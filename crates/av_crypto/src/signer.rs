//! Transfer-certificate signing — SHA-256 digest + RSA PKCS#1 v1.5.
//!
//! The certificate text is hashed to a hex digest, and the digest string is
//! what gets signed. Verification is strictly boolean: a malformed public
//! key, malformed signature, or any mismatch returns `false`, so callers
//! can present one uniform "invalid signature" outcome.

use rsa::pkcs1v15::{Signature, SigningKey, VerifyingKey};
use rsa::signature::{SignatureEncoding, Signer as _, Verifier as _};
use sha2::{Digest, Sha256};

use crate::error::CryptoError;
use crate::keypair::{PrivateKeyPem, PublicKeyPem};

/// SHA-256 digest of the exact byte representation of `text`, hex-encoded.
pub fn hash_document(text: &str) -> String {
    hex::encode(Sha256::digest(text.as_bytes()))
}

/// Sign a document digest with the holder's private key.
/// Returns the hex-encoded signature.
pub fn sign(digest_hex: &str, private: &PrivateKeyPem) -> Result<String, CryptoError> {
    let key = private.to_rsa()?;
    let signing_key = SigningKey::<Sha256>::new(key);
    let signature = signing_key
        .try_sign(digest_hex.as_bytes())
        .map_err(|e| CryptoError::InvalidKey(e.to_string()))?;
    Ok(hex::encode(signature.to_bytes()))
}

/// Verify a hex signature over a document digest against a public key.
///
/// Returns `true` iff the signature was produced by the matching private
/// key over this exact digest. Never errors.
pub fn verify(digest_hex: &str, signature_hex: &str, public: &PublicKeyPem) -> bool {
    let Ok(key) = public.to_rsa() else {
        return false;
    };
    let Ok(sig_bytes) = hex::decode(signature_hex) else {
        return false;
    };
    let Ok(signature) = Signature::try_from(sig_bytes.as_slice()) else {
        return false;
    };
    VerifyingKey::<Sha256>::new(key)
        .verify(digest_hex.as_bytes(), &signature)
        .is_ok()
}

#[cfg(test)]
mod tests {
    use super::*;
    use crate::keypair;

    const DOC: &str = "Transfer of all rights to asset 42, $150 USD";

    #[test]
    fn sign_then_verify() {
        let pair = keypair::generate().unwrap();
        let digest = hash_document(DOC);
        let sig = sign(&digest, &pair.private).unwrap();
        assert!(verify(&digest, &sig, &pair.public));
    }

    #[test]
    fn wrong_public_key_rejected() {
        let signer = keypair::generate().unwrap();
        let other = keypair::generate().unwrap();
        let digest = hash_document(DOC);
        let sig = sign(&digest, &signer.private).unwrap();
        assert!(!verify(&digest, &sig, &other.public));
    }

    #[test]
    fn altered_digest_rejected() {
        let pair = keypair::generate().unwrap();
        let digest = hash_document(DOC);
        let sig = sign(&digest, &pair.private).unwrap();
        let altered = hash_document("Transfer of all rights to asset 43, $150 USD");
        assert!(!verify(&altered, &sig, &pair.public));
    }

    #[test]
    fn malformed_inputs_return_false_not_panic() {
        let pair = keypair::generate().unwrap();
        let digest = hash_document(DOC);
        let sig = sign(&digest, &pair.private).unwrap();

        assert!(!verify(&digest, &sig, &PublicKeyPem("garbage".into())));
        assert!(!verify(&digest, "zz-not-hex", &pair.public));
        assert!(!verify(&digest, "deadbeef", &pair.public)); // wrong length
    }

    #[test]
    fn single_character_change_changes_hash() {
        let a = hash_document("Sunset.png");
        let b = hash_document("Sunset.pnG");
        assert_ne!(a, b);
        assert_eq!(a.len(), 64);
        assert_eq!(b.len(), 64);
    }

    #[test]
    fn hash_is_deterministic() {
        assert_eq!(hash_document(DOC), hash_document(DOC));
    }
}
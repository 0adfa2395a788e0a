//! av_store — Record models and persistence ports for ArtVault
//!
//! The marketplace core never talks to a database engine directly; it goes
//! through the [`port::MarketStore`] and [`port::BlobStore`] traits. The
//! in-memory implementation here backs tests and demos; a SQL or KV backend
//! plugs in behind the same contracts.
//!
//! The one ordering guarantee a backend must honour lives in
//! [`port::MarketStore::record_transfer`]: the availability check, the flag
//! flip, and the transfer insert are a single atomic unit.

pub mod error;
pub mod memory;
pub mod models;
pub mod port;

pub use error::StoreError;
pub use memory::MemoryStore;
pub use port::{BlobStore, MarketStore};
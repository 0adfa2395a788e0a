//! av_market — Purchase and delivery orchestration for ArtVault
//!
//! [`Marketplace`] sequences the four cryptographic layers into the
//! end-to-end workflows: registration (password hash + keypair), asset
//! upload (at-rest encryption), transfer (certificate hash-then-sign), and
//! download (hybrid reseal to the buyer). It owns no cryptographic logic of
//! its own — only coordination and persistence side effects.
//!
//! Dependencies are injected at construction: a [`av_store::MarketStore`],
//! a [`av_store::BlobStore`], and the master symmetric key. No module-level
//! singletons.

pub mod error;
pub mod market;
pub mod session;

pub use error::MarketError;
pub use market::{open_download, Marketplace, MAX_ASSET_BYTES};
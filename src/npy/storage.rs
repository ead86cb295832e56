//! Memory-mapped regions holding a complete `.npy` image (header and data).

use memmap2::{Mmap, MmapMut, MmapOptions};
use std::{
    fs::{File, OpenOptions},
    io::{self, Write as _},
    path::Path,
};

/// How an existing `.npy` file is mapped.
#[derive(Clone, Copy, Debug, Default, PartialEq, Eq, Hash)]
pub enum OpenMode {
    /// Mapped read-only. Writes are rejected.
    #[default]
    ReadOnly,
    /// Mapped shared and writable. Writes reach the file.
    ReadWrite,
    /// Mapped private and writable. Writes stay in memory and never reach
    /// the file.
    CopyOnWrite,
}

impl OpenMode {
    pub(crate) fn open_options(self) -> OpenOptions {
        let mut options = OpenOptions::new();
        options.read(true).write(self == Self::ReadWrite);
        options
    }
}

#[derive(Debug)]
pub(crate) enum Storage {
    ReadOnly(Mmap),
    Shared { file: File, map: MmapMut },
    Private(MmapMut),
    Anonymous(MmapMut),
}

// SAFETY (for every `map` call below): the library never truncates a file it
// has mapped, except in `resize`, which replaces the mapping right after. Other
// processes truncating the file while it is mapped is outside our control, as
// with any memory-mapped file.
impl Storage {
    pub(crate) fn open(file: File, mode: OpenMode) -> io::Result<Self> {
        Ok(match mode {
            OpenMode::ReadOnly => Self::ReadOnly(unsafe { Mmap::map(&file)? }),
            OpenMode::ReadWrite => {
                let map = unsafe { MmapMut::map_mut(&file)? };
                Self::Shared { file, map }
            }
            OpenMode::CopyOnWrite => Self::Private(unsafe { MmapOptions::new().map_copy(&file)? }),
        })
    }

    /// Creates (or truncates) the file at `path`, writes `header`, and
    /// zero-extends the file to `len` bytes.
    pub(crate) fn create(path: &Path, header: &[u8], len: usize) -> io::Result<Self> {
        let mut file = OpenOptions::new()
            .read(true)
            .write(true)
            .create(true)
            .truncate(true)
            .open(path)?;
        file.write_all(header)?;
        // Sparse if the filesystem supports it.
        file.set_len(len as u64)?;
        let map = unsafe { MmapMut::map_mut(&file)? };
        Ok(Self::Shared { file, map })
    }

    /// Allocates a zeroed region of `len` bytes starting with `header`.
    pub(crate) fn anonymous(header: &[u8], len: usize) -> io::Result<Self> {
        let mut map = MmapMut::map_anon(len)?;
        map[..header.len()].copy_from_slice(header);
        Ok(Self::Anonymous(map))
    }

    pub(crate) fn bytes(&self) -> &[u8] {
        match self {
            Self::ReadOnly(map) => &map[..],
            Self::Shared { map, .. } | Self::Private(map) | Self::Anonymous(map) => &map[..],
        }
    }

    /// Returns `None` for a read-only mapping.
    pub(crate) fn bytes_mut(&mut self) -> Option<&mut [u8]> {
        match self {
            Self::ReadOnly(_) => None,
            Self::Shared { map, .. } | Self::Private(map) | Self::Anonymous(map) => {
                Some(&mut map[..])
            }
        }
    }

    pub(crate) fn is_writable(&self) -> bool {
        !matches!(self, Self::ReadOnly(_))
    }

    /// Returns `true` if writes reach a file.
    pub(crate) fn is_persistent(&self) -> bool {
        matches!(self, Self::Shared { .. })
    }

    /// Synchronously writes modified pages back to the file.
    pub(crate) fn flush(&self) -> io::Result<()> {
        match self {
            Self::Shared { map, .. } => map.flush(),
            Self::ReadOnly(_) | Self::Private(_) | Self::Anonymous(_) => Ok(()),
        }
    }

    /// Changes the length of the region to `len` bytes and remaps it.
    ///
    /// Bytes beyond the old length are zero. A private mapping is detached
    /// from its file and becomes anonymous.
    pub(crate) fn resize(&mut self, len: usize) -> io::Result<()> {
        let resized = match self {
            Self::ReadOnly(_) => {
                return Err(io::Error::new(
                    io::ErrorKind::PermissionDenied,
                    "cannot resize a read-only mapping",
                ));
            }
            Self::Shared { file, map } => {
                map.flush()?;
                file.set_len(len as u64)?;
                *map = unsafe { MmapMut::map_mut(&*file)? };
                return Ok(());
            }
            Self::Private(map) | Self::Anonymous(map) => {
                let mut resized = MmapMut::map_anon(len)?;
                let keep = map.len().min(len);
                resized[..keep].copy_from_slice(&map[..keep]);
                resized
            }
        };
        *self = Self::Anonymous(resized);
        Ok(())
    }

    /// Flushes a shared mapping, then unmaps.
    pub(crate) fn close(self) -> io::Result<()> {
        self.flush()
    }
}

-------------------------

_TASK TO COMPLETE_
The answer must hold only the lines from the first line of the data through the line bearing "use crate::error::CryptoError;", returned exactly.

_WRITTEN REPLY_
filename crates/av_crypto/src/signer.rs
//! Transfer-certificate signing — SHA-256 digest + RSA PKCS#1 v1.5.
//!
//! The certificate text is hashed to a hex digest, and the digest string is
//! what gets signed. Verification is strictly boolean: a malformed public
//! key, malformed signature, or any mismatch returns `false`, so callers
//! can present one uniform "invalid signature" outcome.

use rsa::pkcs1v15::{Signature, SigningKey, VerifyingKey};
use rsa::signature::{SignatureEncoding, Signer as _, Verifier as _};
use sha2::{Digest, Sha256};

use crate::error::CryptoError;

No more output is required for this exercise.